Je souligne, une fois de plus, que cela ne veut pas dire que les affirmations que font les parties quant à la nature juridique de leur contrat sont concluantes. Cela ne veut pas dire non plus que les déclarations que font les parties quant à leurs intentions doivent nécessairement amener le tribunal à conclure que leurs intentions ont été concrétisées.

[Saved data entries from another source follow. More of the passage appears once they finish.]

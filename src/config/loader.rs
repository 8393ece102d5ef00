//! Configuration loading functionality.
//!
//! This module provides the [`ConfigLoader`] type for loading the scoring
//! model from YAML files.

use rust_decimal::Decimal;
use std::fs;
use std::path::Path;
use std::sync::Arc;

use crate::error::{PointsError, PointsResult};
use crate::models::Grade;

use super::types::{
    GradeCutoffs, GradesConfig, MetricDefinition, MetricsConfig, ModelMetadata, Policy,
    ScoringConfig,
};

/// Loads and provides access to the scoring model.
///
/// The `ConfigLoader` reads YAML configuration files from a directory
/// and provides methods to query metrics, grade cutoffs and policy.
///
/// # Directory Structure
///
/// ```text
/// config/scoring/
/// ├── model.yaml    # Model metadata and record policy
/// ├── metrics.yaml  # Metric definitions, adjustments, conditional bonuses
/// └── grades.yaml   # Grade cutoffs and points per grade
/// ```
///
/// # Example
///
/// ```no_run
/// use points_engine::config::ConfigLoader;
///
/// let loader = ConfigLoader::load("./config/scoring").unwrap();
/// let metric = loader.metric("productivity").unwrap();
/// println!("{} weighs {}", metric.name, metric.weight);
/// ```
#[derive(Debug, Clone)]
pub struct ConfigLoader {
    config: Arc<ScoringConfig>,
}

impl ConfigLoader {
    /// Loads configuration from the specified directory.
    ///
    /// Returns an error if any file is missing, contains invalid YAML, or
    /// describes a model that fails validation.
    pub fn load<P: AsRef<Path>>(path: P) -> PointsResult<Self> {
        let path = path.as_ref();

        let metadata = Self::load_yaml::<ModelMetadata>(&path.join("model.yaml"))?;
        let metrics = Self::load_yaml::<MetricsConfig>(&path.join("metrics.yaml"))?;
        let grades = Self::load_yaml::<GradesConfig>(&path.join("grades.yaml"))?;

        let config = ScoringConfig::new(metadata, metrics.metrics, grades)?;
        tracing::debug!(
            path = %path.display(),
            model = %config.model().code,
            metrics = config.metrics().len(),
            "Loaded scoring model"
        );

        Ok(Self::from_config(config))
    }

    /// Wraps an already-built scoring model.
    pub fn from_config(config: ScoringConfig) -> Self {
        Self {
            config: Arc::new(config),
        }
    }

    /// Loads and parses a YAML file.
    fn load_yaml<T: serde::de::DeserializeOwned>(path: &Path) -> PointsResult<T> {
        let path_str = path.display().to_string();

        let content = fs::read_to_string(path).map_err(|_| PointsError::ConfigNotFound {
            path: path_str.clone(),
        })?;

        serde_yaml::from_str(&content).map_err(|e| PointsError::ConfigParseError {
            path: path_str,
            message: e.to_string(),
        })
    }

    /// Returns the underlying scoring model.
    pub fn config(&self) -> &ScoringConfig {
        &self.config
    }

    /// Returns a shared handle to the scoring model.
    pub fn shared(&self) -> Arc<ScoringConfig> {
        Arc::clone(&self.config)
    }

    /// Returns the model metadata.
    pub fn model(&self) -> &ModelMetadata {
        self.config.model()
    }

    /// Returns the record policy.
    pub fn policy(&self) -> &Policy {
        self.config.policy()
    }

    /// Gets a metric definition by its code.
    ///
    /// # Example
    ///
    /// ```no_run
    /// use points_engine::config::ConfigLoader;
    ///
    /// let loader = ConfigLoader::load("./config/scoring")?;
    /// let metric = loader.metric("error_rate")?;
    /// println!("Target: {}", metric.target);
    /// # Ok::<(), points_engine::error::PointsError>(())
    /// ```
    pub fn metric(&self, code: &str) -> PointsResult<&MetricDefinition> {
        self.config.metric(code)
    }

    /// Returns the grade cutoffs.
    pub fn grade_cutoffs(&self) -> &GradeCutoffs {
        &self.config.grades().cutoffs
    }

    /// Returns the points credited for an overall grade.
    pub fn grade_points(&self, grade: Grade) -> Decimal {
        self.config.grades().points.for_grade(grade)
    }
}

Pour paraphraser la juge Desjardins (au paragraphe 71 des motifs principaux de l’arrêt Wolf), lorsqu’il est prouvé que les modalités du contrat, examinées dans le contexte factuel approprié, ne reflètent pas la relation juridique que les parties affirment avoir souhaité établir, alors il ne faut pas tenir compte de leur intention déclarée.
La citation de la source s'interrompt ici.